Growth rate, transmission mode and virulence in human pathogens

Author:

Leggett Helen C.12ORCID,Cornwallis Charlie K.3,Buckling Angus2,West Stuart A.4

Affiliation:

1. Department of Genetics, University of Cambridge, Cambridge CB2 3EH, UK

2. Department of Biosciences, University of Exeter, Cornwall Campus, Penryn TR10 9FE, UK

3. Department of Biology, Lund University, 223 62 Lund, Sweden

4. Department of Zoology, University of Oxford, Oxford OX1 3PS, UK

Abstract

The harm that pathogens cause to hosts during infection, termed virulence, varies across species from negligible to a high likelihood of rapid death.

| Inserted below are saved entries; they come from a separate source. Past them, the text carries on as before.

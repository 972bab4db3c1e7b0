//! Concatenation of minified samples along the cell axis

use super::minify::MinifiedSample;
use crate::core::error::{Result, ScprepError};
use crate::pipeline::anndata_ops::take_rows;
use itertools::Itertools;
use log::{debug, info};
use polars::prelude::*;
use rustc_hash::{FxHashMap, FxHashSet};

/// obs column recording each cell's sample of origin.
pub const SAMPLE_COLUMN: &str = "sample";

/// Stack samples in order into one dataset.
///
/// Genes are the intersection across samples, in the first sample's order. A
/// var column survives only when it is identical in every sample for the kept
/// genes. Cell ids become `{cell}_{sample}`.
pub fn concat_samples(samples: Vec<(String, MinifiedSample)>) -> Result<MinifiedSample> {
    if samples.is_empty() {
        return Err(ScprepError::EmptyData("No samples to concatenate".to_string()));
    }

    let mut seen = FxHashSet::default();
    for (name, _) in &samples {
        if !seen.insert(name.as_str()) {
            return Err(ScprepError::DuplicateSample(name.clone()));
        }
    }

    check_obs_schemas(&samples)?;

    let gene_indices = shared_gene_indices(&samples);
    let (_, first) = &samples[0];
    let var_names: Vec<String> = gene_indices[0]
        .iter()
        .map(|&idx| first.var_names[idx].clone())
        .collect();
    let var = merge_same_var(&samples, &gene_indices)?;

    let mut obs: Option<DataFrame> = None;
    let mut obs_names = Vec::new();
    for (name, sample) in &samples {
        let mut frame = sample.obs.clone();
        frame.with_column(Series::new(
            SAMPLE_COLUMN.into(),
            vec![name.as_str(); sample.n_obs()],
        ))?;
        match obs.as_mut() {
            Some(combined) => {
                combined.vstack_mut(&frame)?;
            }
            None => obs = Some(frame),
        }
        obs_names.extend(
            sample
                .obs_names
                .iter()
                .map(|cell| format!("{}_{}", cell, name)),
        );
    }
    let obs = obs.unwrap_or_else(DataFrame::empty);

    if let Some(dup) = obs_names.iter().duplicates().next() {
        return Err(ScprepError::InvalidInput(format!(
            "Cell id '{}' is not unique after adding sample suffixes",
            dup
        )));
    }

    info!(
        "Concatenated {} samples: {} cells × {} shared genes",
        samples.len(),
        obs_names.len(),
        var_names.len()
    );

    Ok(MinifiedSample {
        obs,
        var,
        obs_names,
        var_names,
    })
}

fn obs_schema(df: &DataFrame) -> Vec<(String, DataType)> {
    df.get_columns()
        .iter()
        .map(|column| (column.name().to_string(), column.dtype().clone()))
        .collect()
}

fn check_obs_schemas(samples: &[(String, MinifiedSample)]) -> Result<()> {
    let reference = obs_schema(&samples[0].1.obs);
    for (name, sample) in samples.iter().skip(1) {
        let schema = obs_schema(&sample.obs);
        if schema == reference {
            continue;
        }

        let expected: Vec<&str> = reference.iter().map(|(n, _)| n.as_str()).collect();
        let found: Vec<&str> = schema.iter().map(|(n, _)| n.as_str()).collect();
        let detail = if expected != found {
            format!("obs columns {:?}, expected {:?}", found, expected)
        } else {
            match schema.iter().zip(&reference).find(|(a, b)| a.1 != b.1) {
                Some(((column, dtype), (_, wanted))) => format!(
                    "obs column '{}' has dtype {:?}, expected {:?}",
                    column, dtype, wanted
                ),
                None => "obs schemas differ".to_string(),
            }
        };
        return Err(ScprepError::SchemaMismatch {
            sample: name.clone(),
            detail,
        });
    }
    Ok(())
}

/// For each sample, the positions of the shared genes in first-sample order.
fn shared_gene_indices(samples: &[(String, MinifiedSample)]) -> Vec<Vec<usize>> {
    let lookups: Vec<FxHashMap<&str, usize>> = samples
        .iter()
        .map(|(_, sample)| {
            sample
                .var_names
                .iter()
                .enumerate()
                .map(|(idx, gene)| (gene.as_str(), idx))
                .collect()
        })
        .collect();

    let shared: Vec<&str> = samples[0]
        .1
        .var_names
        .iter()
        .map(String::as_str)
        .filter(|gene| lookups.iter().all(|lookup| lookup.contains_key(gene)))
        .collect();

    lookups
        .iter()
        .map(|lookup| shared.iter().map(|gene| lookup[gene]).collect())
        .collect()
}

fn merge_same_var(
    samples: &[(String, MinifiedSample)],
    gene_indices: &[Vec<usize>],
) -> Result<DataFrame> {
    let aligned: Vec<DataFrame> = samples
        .iter()
        .zip(gene_indices)
        .map(|((_, sample), indices)| take_rows(&sample.var, indices))
        .collect::<Result<_>>()?;

    let (first, rest) = aligned.split_first().ok_or_else(|| {
        ScprepError::EmptyData("No samples to concatenate".to_string())
    })?;

    let kept: Vec<Column> = first
        .get_columns()
        .iter()
        .filter(|column| {
            let identical = rest.iter().all(|other| match other.column(column.name()) {
                Ok(candidate) => {
                    candidate.dtype() == column.dtype()
                        && candidate
                            .as_materialized_series()
                            .equals_missing(column.as_materialized_series())
                }
                Err(_) => false,
            });
            if !identical {
                debug!("Dropping var column '{}': differs between samples", column.name());
            }
            identical
        })
        .cloned()
        .collect();

    if kept.is_empty() {
        return Ok(DataFrame::empty());
    }
    Ok(DataFrame::new(kept)?)
}

#[cfg(test)]
mod tests {
    use super::*;
    use crate::pipeline::aggregate::minify::minify;
    use crate::pipeline::anndata_ops::test_support::dense_container;

    fn sample(genes: &[&str], n_cells: usize, gene_ids: &[&str], means: &[f64]) -> MinifiedSample {
        let rows = vec![vec![1.0; genes.len()]; n_cells];
        let mut adata = dense_container(&rows, genes);
        adata
            .set_var_column(Series::new("gene_ids".into(), gene_ids.to_vec()))
            .unwrap();
        adata
            .set_var_column(Series::new("means".into(), means.to_vec()))
            .unwrap();
        adata
            .set_obs_column(Series::new("total_counts".into(), vec![100.0; n_cells]))
            .unwrap();
        minify(adata)
    }

    #[test]
    fn concat_stacks_cells_and_intersects_genes() {
        let a = sample(&["g1", "g2", "g3"], 2, &["i1", "i2", "i3"], &[1.0, 2.0, 3.0]);
        let b = sample(&["g3", "g1", "g4"], 3, &["i3", "i1", "i4"], &[9.0, 9.0, 9.0]);

        let combined =
            concat_samples(vec![("S1".to_string(), a), ("S2".to_string(), b)]).unwrap();

        assert_eq!(combined.n_obs(), 5);
        assert_eq!(combined.var_names, vec!["g1", "g3"]);
        assert_eq!(
            combined.obs_names,
            vec!["c0_S1", "c1_S1", "c0_S2", "c1_S2", "c2_S2"]
        );

        let samples: Vec<Option<&str>> = combined
            .obs
            .column(SAMPLE_COLUMN)
            .unwrap()
            .str()
            .unwrap()
            .into_iter()
            .collect();
        assert_eq!(
            samples,
            vec![Some("S1"), Some("S1"), Some("S2"), Some("S2"), Some("S2")]
        );

        assert!(combined.var.column("gene_ids").is_ok());
        assert!(combined.var.column("means").is_err());
        assert_eq!(combined.var.height(), 2);
    }

    #[test]
    fn mismatched_obs_schema_is_rejected() {
        let a = sample(&["g1"], 1, &["i1"], &[1.0]);
        let mut b = sample(&["g1"], 1, &["i1"], &[1.0]);
        b.obs
            .with_column(Series::new("total_counts".into(), vec!["high"]))
            .unwrap();

        let err = concat_samples(vec![("S1".to_string(), a), ("S2".to_string(), b)]);
        assert!(matches!(
            err,
            Err(ScprepError::SchemaMismatch { ref sample, .. }) if sample == "S2"
        ));
    }

    #[test]
    fn duplicate_sample_names_are_rejected() {
        let a = sample(&["g1"], 1, &["i1"], &[1.0]);
        let b = a.clone();
        let err = concat_samples(vec![("S1".to_string(), a), ("S1".to_string(), b)]);
        assert!(matches!(err, Err(ScprepError::DuplicateSample(name)) if name == "S1"));
    }

    #[test]
    fn nothing_to_concat_is_empty_data() {
        assert!(matches!(
            concat_samples(Vec::new()),
            Err(ScprepError::EmptyData(_))
        ));
    }
}
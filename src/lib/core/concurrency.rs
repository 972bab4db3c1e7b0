use anyhow::{Error, Result};
use log::{error, warn};

/// Validate and normalize a requested CPU count.
///
/// Requests above the machine's core count are honoured with a warning.
pub fn determine_allowed_cpus(desired: usize) -> Result<usize> {
    if desired == 0 {
        error!("Must select > 0 threads");
        Err(Error::msg("Too few threads selected. Min 1"))
    } else if desired > num_cpus::get() {
        warn!(
            "Specified {} threads but only {} cores are available",
            desired,
            num_cpus::get()
        );
        Ok(desired)
    } else {
        Ok(desired)
    }
}

#[cfg(test)]
mod tests {
    use super::*;

    #[test]
    fn zero_threads_is_rejected() {
        assert!(determine_allowed_cpus(0).is_err());
    }

    #[test]
    fn positive_thread_counts_pass_through() {
        assert_eq!(determine_allowed_cpus(1).unwrap(), 1);
        let many = num_cpus::get() * 4;
        assert_eq!(determine_allowed_cpus(many).unwrap(), many);
    }
}
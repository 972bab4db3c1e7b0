//! Gene-rank aggregation across samples
//!
//! Each sample is normalized on a scratch copy, its highly-variable genes are
//! ranked by normalized dispersion, and the ranks are summed into a
//! [`GeneRankTable`]. The raw sample is then minified. Once every sample has
//! been seen, [`finalize`] concatenates the minified samples, exports the rank
//! table and renders QC violin plots grouped by sample.

pub mod concat;
pub mod gene_rank;
pub mod minify;
pub mod sample_name;

pub use concat::{concat_samples, SAMPLE_COLUMN};
pub use gene_rank::{
    rank_selected_genes, read_gene_list, GeneRank, GeneRankTable, RankOrder, RankedGenes,
};
pub use minify::{minify, MinifiedSample};
pub use sample_name::{DelimitedToken, SampleNamer};

use crate::core::error::{Result, ScprepError};
use crate::core::fs::{is_gzipped, make_parent_dirs};
use crate::core::io::get_raw_writer;
use crate::pipeline::anndata_ops::{numeric_column, write_anndata_h5ad, AnnDataContainer};
use crate::pipeline::plot::{render_violin_plot, PlotSettings};
use crate::pipeline::preprocess::{highly_variable_genes, log1p, normalize_total, HvgConfig};
use log::info;
use polars::prelude::*;
use rustc_hash::FxHashSet;
use std::io::Write;
use std::path::{Path, PathBuf};

/// Per-cell QC metrics plotted after concatenation.
pub const QC_METRICS: [&str; 5] = [
    "n_genes_by_counts",
    "total_counts",
    "pct_counts_mt",
    "pct_counts_rb",
    "doublet_score",
];

#[derive(Debug, Clone)]
pub struct AggregatorConfig {
    pub target_sum: f64,
    pub n_top_genes: usize,
    pub rank_order: RankOrder,
}

impl Default for AggregatorConfig {
    fn default() -> Self {
        Self {
            target_sum: 1e4,
            n_top_genes: 8000,
            rank_order: RankOrder::Ascending,
        }
    }
}

/// A processed sample awaiting concatenation.
#[derive(Debug, Clone)]
pub struct SampleOutcome {
    pub name: String,
    pub minified: MinifiedSample,
}

/// Everything accumulated over a run of samples.
#[derive(Debug, Clone)]
pub struct Aggregation {
    pub table: GeneRankTable,
    pub samples: Vec<SampleOutcome>,
}

pub struct GeneRankAggregator<N: SampleNamer> {
    namer: N,
    config: AggregatorConfig,
}

impl<N: SampleNamer> GeneRankAggregator<N> {
    pub fn new(namer: N, config: AggregatorConfig) -> Self {
        Self { namer, config }
    }

    /// Rank one sample's highly-variable genes into `table` and minify the raw data.
    pub fn process_sample(
        &self,
        table: GeneRankTable,
        path: &Path,
        raw: AnnDataContainer,
    ) -> Result<(GeneRankTable, SampleOutcome)> {
        let name = self.namer.sample_name(path)?;
        info!(
            "Processing sample '{}' ({} cells × {} genes)",
            name, raw.n_obs, raw.n_vars
        );

        let mut scratch = raw.clone();
        normalize_total(&mut scratch, self.config.target_sum)?;
        log1p(&mut scratch)?;
        let hvg_config = HvgConfig::seurat(self.config.n_top_genes);
        let hvg = highly_variable_genes(&mut scratch, &hvg_config)?;
        let ranks = rank_selected_genes(&scratch.var_names, &hvg, self.config.rank_order);
        info!("Sample '{}': ranked {} highly variable genes", name, ranks.len());
        drop(scratch);

        let table = table.fold(ranks);
        Ok((
            table,
            SampleOutcome {
                name,
                minified: minify(raw),
            },
        ))
    }

    /// Process every path in order, loading each with `load`.
    ///
    /// Sample names are checked for uniqueness before their data is read.
    pub fn run<L>(&self, paths: &[PathBuf], mut load: L) -> Result<Aggregation>
    where
        L: FnMut(&Path) -> Result<AnnDataContainer>,
    {
        if paths.is_empty() {
            return Err(ScprepError::InvalidInput(
                "No sample files were listed".to_string(),
            ));
        }

        let mut seen = FxHashSet::default();
        let mut table = GeneRankTable::new();
        let mut samples = Vec::with_capacity(paths.len());

        for (idx, path) in paths.iter().enumerate() {
            let name = self.namer.sample_name(path)?;
            if !seen.insert(name.clone()) {
                return Err(ScprepError::DuplicateSample(name));
            }

            info!("Sample {}/{}: {}", idx + 1, paths.len(), path.display());
            let raw = load(path)?;
            let (next, outcome) = self.process_sample(table, path, raw)?;
            table = next;
            samples.push(outcome);
        }

        info!(
            "Accumulated ranks for {} genes over {} samples",
            table.len(),
            samples.len()
        );
        Ok(Aggregation { table, samples })
    }
}
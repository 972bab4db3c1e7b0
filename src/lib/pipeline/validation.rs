//! Input validation utilities
//!
//! Checks shared by the command configs: H5AD input and output paths, and
//! numeric parameters that must be finite and positive.

use crate::core::error::{Result, ScprepError};
use std::path::Path;

/// Validate that an input H5AD file exists and carries the `.h5ad` extension.
///
/// # Errors
///
/// Returns an error if:
/// - the file doesn't exist
/// - the file doesn't have an `.h5ad` extension
pub fn validate_input_h5ad(input: &Path) -> Result<()> {
    if !input.exists() {
        return Err(ScprepError::FileNotFound(format!(
            "Input file not found: {}",
            input.display()
        )));
    }

    if !has_h5ad_extension(input) {
        return Err(ScprepError::InvalidInput(format!(
            "Input file must have .h5ad extension: {}",
            input.display()
        )));
    }

    Ok(())
}

/// Validate an output H5AD path, removing any existing file.
///
/// HDF5 refuses to create over an existing file, so a previous output is
/// deleted up front.
pub fn validate_output_h5ad(output: &Path) -> Result<()> {
    if !has_h5ad_extension(output) {
        return Err(ScprepError::InvalidInput(format!(
            "Output file must have .h5ad extension: {}",
            output.display()
        )));
    }

    if output.exists() {
        std::fs::remove_file(output).map_err(|e| {
            ScprepError::InvalidInput(format!(
                "Failed to remove existing output file '{}': {}",
                output.display(),
                e
            ))
        })?;
    }

    Ok(())
}

/// Validate a parameter that must be finite and strictly positive.
pub fn validate_positive(name: &str, value: f64) -> Result<()> {
    if !value.is_finite() {
        return Err(ScprepError::InvalidInput(format!(
            "{} must be a finite number",
            name
        )));
    }
    if value <= 0.0 {
        return Err(ScprepError::InvalidInput(format!(
            "{} must be greater than 0, got {}",
            name, value
        )));
    }
    Ok(())
}

/// Validate a count parameter that must be non-zero.
pub fn validate_nonzero(name: &str, value: usize) -> Result<()> {
    if value == 0 {
        return Err(ScprepError::InvalidInput(format!(
            "{} must be greater than 0",
            name
        )));
    }
    Ok(())
}

fn has_h5ad_extension(path: &Path) -> bool {
    path.extension().map(|ext| ext == "h5ad").unwrap_or(false)
}
//! Sample identifiers derived from input paths

use crate::core::error::{Result, ScprepError};
use std::path::Path;

/// Strategy turning an input path into a sample name.
pub trait SampleNamer {
    fn sample_name(&self, path: &Path) -> Result<String>;
}

/// Split the file name on `delimiter` and take the token at `index`.
///
/// `cohort_SAMPLE07_rna.h5` with `_` and index 1 gives `SAMPLE07`.
#[derive(Debug, Clone, PartialEq, Eq)]
pub struct DelimitedToken {
    pub delimiter: String,
    pub index: usize,
}

impl Default for DelimitedToken {
    fn default() -> Self {
        Self {
            delimiter: "_".to_string(),
            index: 1,
        }
    }
}

impl DelimitedToken {
    pub fn new(delimiter: impl Into<String>, index: usize) -> Result<Self> {
        let delimiter = delimiter.into();
        if delimiter.is_empty() {
            return Err(ScprepError::InvalidInput(
                "Sample name delimiter must not be empty".to_string(),
            ));
        }
        Ok(Self { delimiter, index })
    }
}

impl SampleNamer for DelimitedToken {
    fn sample_name(&self, path: &Path) -> Result<String> {
        let file_name = path
            .file_name()
            .map(|name| name.to_string_lossy().into_owned())
            .unwrap_or_default();

        match file_name.split(self.delimiter.as_str()).nth(self.index) {
            Some(token) if !token.is_empty() => Ok(token.to_string()),
            _ => Err(ScprepError::MalformedSampleName {
                input: file_name,
                delimiter: self.delimiter.clone(),
                index: self.index,
            }),
        }
    }
}

#[cfg(test)]
mod tests {
    use super::*;

    #[test]
    fn second_underscore_token_is_the_sample() {
        let namer = DelimitedToken::default();
        assert_eq!(
            namer
                .sample_name(Path::new("/data/cohort_SAMPLE07_rna.h5"))
                .unwrap(),
            "SAMPLE07"
        );
    }

    #[test]
    fn too_few_tokens_is_malformed() {
        let namer = DelimitedToken::default();
        let err = namer.sample_name(Path::new("/data/sample.h5ad")).unwrap_err();
        assert!(matches!(
            err,
            ScprepError::MalformedSampleName { ref input, index: 1, .. } if input == "sample.h5ad"
        ));
    }

    #[test]
    fn empty_token_is_malformed() {
        let namer = DelimitedToken::default();
        assert!(namer.sample_name(Path::new("cohort__rna.h5ad")).is_err());
    }

    #[test]
    fn custom_delimiter_and_index() {
        let namer = DelimitedToken::new("-", 0).unwrap();
        assert_eq!(namer.sample_name(Path::new("S3-lane1.h5ad")).unwrap(), "S3");
        assert!(DelimitedToken::new("", 0).is_err());
    }
}
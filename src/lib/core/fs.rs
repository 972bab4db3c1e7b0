use anyhow::Result;
use std::ffi::OsStr;
use std::fs;
use std::path::{Path, PathBuf};

/// Create parent directories for a path when missing.
pub fn make_parent_dirs<P: AsRef<Path>>(path: P) -> Result<()> {
    if let Some(parent) = path.as_ref().parent() {
        if !parent.as_os_str().is_empty() {
            fs::create_dir_all(parent)?;
        }
    }
    Ok(())
}

/// Detect whether a path uses a gzip-compatible extension.
pub fn is_gzipped<P: AsRef<Path>>(path: P) -> bool {
    matches!(
        path.as_ref().extension().unwrap_or_else(|| OsStr::new("")),
        ext if ext == "gz" || ext == "gzip" || ext == "bgzf"
    )
}

/// Resolve `path` against `base` unless it is already absolute.
pub fn resolve_against<B: AsRef<Path>, P: AsRef<Path>>(base: B, path: P) -> PathBuf {
    let path = path.as_ref();
    if path.is_absolute() {
        path.to_path_buf()
    } else {
        base.as_ref().join(path)
    }
}
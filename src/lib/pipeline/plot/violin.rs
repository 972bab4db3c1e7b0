//! Grouped violin plots of per-cell metrics

use super::{PlotFormat, PlotSettings};
use crate::core::error::{Result, ScprepError};
use crate::core::fs::make_parent_dirs;
use log::{debug, info};
use plotters::coord::Shift;
use plotters::prelude::*;
use std::path::PathBuf;

/// Points along each violin's density curve.
const GRID_POINTS: usize = 128;
/// Widest half-width of a violin, in category units.
const MAX_HALF_WIDTH: f64 = 0.4;

const PALETTE: [RGBColor; 8] = [
    RGBColor(31, 119, 180),
    RGBColor(255, 127, 14),
    RGBColor(44, 160, 44),
    RGBColor(214, 39, 40),
    RGBColor(148, 103, 189),
    RGBColor(140, 86, 75),
    RGBColor(227, 119, 194),
    RGBColor(127, 127, 127),
];

/// Outline of one violin: half-widths along ascending `ys`.
#[derive(Debug, Clone, PartialEq)]
pub struct ViolinShape {
    pub center: f64,
    pub ys: Vec<f64>,
    pub half_widths: Vec<f64>,
}

impl ViolinShape {
    /// Closed polygon: up the left side, back down the right.
    pub fn polygon(&self) -> Vec<(f64, f64)> {
        let left = self
            .ys
            .iter()
            .zip(&self.half_widths)
            .map(|(&y, &w)| (self.center - w, y));
        let right = self
            .ys
            .iter()
            .zip(&self.half_widths)
            .rev()
            .map(|(&y, &w)| (self.center + w, y));
        left.chain(right).collect()
    }
}

/// Gaussian kernel density of `values`, cut at the data range and scaled so
/// the densest point spans `max_half_width`.
///
/// The bandwidth follows Scott's rule. NaNs are ignored; `None` when nothing
/// finite remains.
pub fn violin_shape(values: &[f64], center: f64, max_half_width: f64) -> Option<ViolinShape> {
    let finite: Vec<f64> = values.iter().cloned().filter(|v| v.is_finite()).collect();
    if finite.is_empty() {
        return None;
    }

    let n = finite.len() as f64;
    let lo = finite.iter().cloned().fold(f64::INFINITY, f64::min);
    let hi = finite.iter().cloned().fold(f64::NEG_INFINITY, f64::max);
    let mean = finite.iter().sum::<f64>() / n;
    let std = if finite.len() > 1 {
        (finite.iter().map(|v| (v - mean).powi(2)).sum::<f64>() / (n - 1.0)).sqrt()
    } else {
        0.0
    };

    if std == 0.0 || hi == lo {
        return Some(ViolinShape {
            center,
            ys: vec![lo, hi],
            half_widths: vec![max_half_width, max_half_width],
        });
    }

    let bandwidth = std * n.powf(-0.2);
    let step = (hi - lo) / (GRID_POINTS - 1) as f64;
    let ys: Vec<f64> = (0..GRID_POINTS).map(|i| lo + step * i as f64).collect();
    let densities: Vec<f64> = ys
        .iter()
        .map(|&y| {
            finite
                .iter()
                .map(|&v| {
                    let z = (y - v) / bandwidth;
                    (-0.5 * z * z).exp()
                })
                .sum::<f64>()
        })
        .collect();

    let peak = densities.iter().cloned().fold(0.0f64, f64::max);
    let half_widths = densities
        .iter()
        .map(|d| if peak > 0.0 { d / peak * max_half_width } else { 0.0 })
        .collect();

    Some(ViolinShape {
        center,
        ys,
        half_widths,
    })
}

/// Render one violin per group to `<figdir>/violin_<metric>.<ext>`.
pub fn render_violin_plot(
    metric: &str,
    groups: &[(String, Vec<f64>)],
    settings: &PlotSettings,
) -> Result<PathBuf> {
    let path = settings
        .figdir
        .join(format!("violin_{}.{}", metric, settings.format.extension()));
    make_parent_dirs(&path).map_err(|e| ScprepError::Plot(e.to_string()))?;

    let size = settings.pixel_size();
    match settings.format {
        PlotFormat::Png => {
            let root = BitMapBackend::new(&path, size).into_drawing_area();
            draw_violins(root, metric, groups, settings.font_scale())?;
        }
        PlotFormat::Svg => {
            let root = SVGBackend::new(&path, size).into_drawing_area();
            draw_violins(root, metric, groups, settings.font_scale())?;
        }
    }

    info!("Saved violin plot for '{}' to {}", metric, path.display());
    Ok(path)
}

fn draw_violins<DB: DrawingBackend>(
    root: DrawingArea<DB, Shift>,
    metric: &str,
    groups: &[(String, Vec<f64>)],
    font_scale: f64,
) -> Result<()> {
    let plot_err = |e: DrawingAreaErrorKind<DB::ErrorType>| ScprepError::Plot(e.to_string());

    let (y_lo, y_hi) = value_range(groups);
    let n_groups = groups.len().max(1) as f64;
    let font = |pt: f64| ("sans-serif", pt * font_scale);

    root.fill(&WHITE).map_err(plot_err)?;

    let mut chart = ChartBuilder::on(&root)
        .margin((10.0 * font_scale) as u32)
        .x_label_area_size((60.0 * font_scale) as u32)
        .y_label_area_size((80.0 * font_scale) as u32)
        .build_cartesian_2d(-0.5..n_groups - 0.5, y_lo..y_hi)
        .map_err(plot_err)?;

    chart
        .configure_mesh()
        .disable_x_mesh()
        .x_labels(groups.len().max(1))
        .x_label_formatter(&|val: &f64| {
            let idx = val.round();
            if idx >= 0.0 && (idx as usize) < groups.len() {
                groups[idx as usize].0.clone()
            } else {
                String::new()
            }
        })
        .x_label_style(font(12.0))
        .y_label_style(font(12.0))
        .y_desc(metric)
        .axis_desc_style(font(14.0))
        .draw()
        .map_err(plot_err)?;

    for (idx, (name, values)) in groups.iter().enumerate() {
        let shape = match violin_shape(values, idx as f64, MAX_HALF_WIDTH) {
            Some(shape) => shape,
            None => {
                debug!("No finite '{}' values for group {}", metric, name);
                continue;
            }
        };
        let color = PALETTE[idx % PALETTE.len()];
        let outline = shape.polygon();
        chart
            .draw_series(std::iter::once(Polygon::new(
                outline.clone(),
                color.mix(0.8).filled(),
            )))
            .map_err(plot_err)?;
        let mut closed = outline;
        if let Some(&first) = closed.first() {
            closed.push(first);
        }
        chart
            .draw_series(std::iter::once(PathElement::new(closed, BLACK.stroke_width(1))))
            .map_err(plot_err)?;
    }

    root.present().map_err(plot_err)?;
    Ok(())
}

/// Finite value range over every group, padded by 5%.
fn value_range(groups: &[(String, Vec<f64>)]) -> (f64, f64) {
    let (lo, hi) = groups
        .iter()
        .flat_map(|(_, values)| values.iter())
        .filter(|v| v.is_finite())
        .fold((f64::INFINITY, f64::NEG_INFINITY), |(lo, hi), &v| {
            (lo.min(v), hi.max(v))
        });
    if !lo.is_finite() {
        return (0.0, 1.0);
    }
    if (hi - lo).abs() < 1e-9 {
        return (lo - 1.0, hi + 1.0);
    }
    let pad = (hi - lo) * 0.05;
    (lo - pad, hi + pad)
}

#[cfg(test)]
mod tests {
    use super::*;

    #[test]
    fn density_is_width_scaled_and_cut_at_range() {
        let values = vec![1.0, 2.0, 2.0, 2.0, 3.0];
        let shape = violin_shape(&values, 0.0, 0.4).unwrap();
        assert_eq!(shape.ys.first(), Some(&1.0));
        assert!((shape.ys.last().unwrap() - 3.0).abs() < 1e-12);
        let peak = shape.half_widths.iter().cloned().fold(0.0, f64::max);
        assert!((peak - 0.4).abs() < 1e-12);
        // symmetric data peaks in the middle of the grid
        let mid = shape.half_widths[GRID_POINTS / 2];
        assert!(mid > shape.half_widths[0]);
    }

    #[test]
    fn constant_values_draw_a_flat_band() {
        let shape = violin_shape(&[5.0, 5.0], 0.0, 0.5).unwrap();
        assert_eq!(shape.ys, vec![5.0, 5.0]);
        assert_eq!(
            shape.polygon(),
            vec![(-0.5, 5.0), (-0.5, 5.0), (0.5, 5.0), (0.5, 5.0)]
        );
    }

    #[test]
    fn nan_only_groups_have_no_shape() {
        assert!(violin_shape(&[f64::NAN], 0.0, 0.4).is_none());
    }

    #[test]
    fn range_is_padded() {
        let groups = vec![
            ("a".to_string(), vec![0.0, 10.0]),
            ("b".to_string(), vec![f64::NAN, 5.0]),
        ];
        assert_eq!(value_range(&groups), (-0.5, 10.5));
    }
}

Classic theory for the evolution of virulence is based on a trade-off between pathogen growth, transmission and host survival, which predicts that higher within-host growth causes increased transmission and higher virulence. However, using data from 61 human pathogens, we found the opposite correlation to the expected positive correlation between pathogen growth rate and virulence. We found that (i) slower growing pathogens are significantly more virulent than faster growing pathogens, (ii) inhaled pathogens and pathogens that infect via skin wounds are significantly more virulent than pathogens that are ingested, but (iii) there is no correlation between symptoms of infection that aid transmission (such as diarrhoea and coughing) and virulence. Overall, our results emphasize how virulence can be influenced by mechanistic life-history details, especially transmission mode, that determine how parasites infect and exploit their hosts. This article is part of the themed issue ‘Opening the black box: re-examining the ecology and evolution of parasite transmission’.

Funder

NERC, AXA Research fund, BBSRC, the Royal Society and The Royal Commission

Publisher

The Royal Society

Subject

General Agricultural and Biological Sciences,General Biochemistry, Genetics and Molecular Biology

Reference57 articles.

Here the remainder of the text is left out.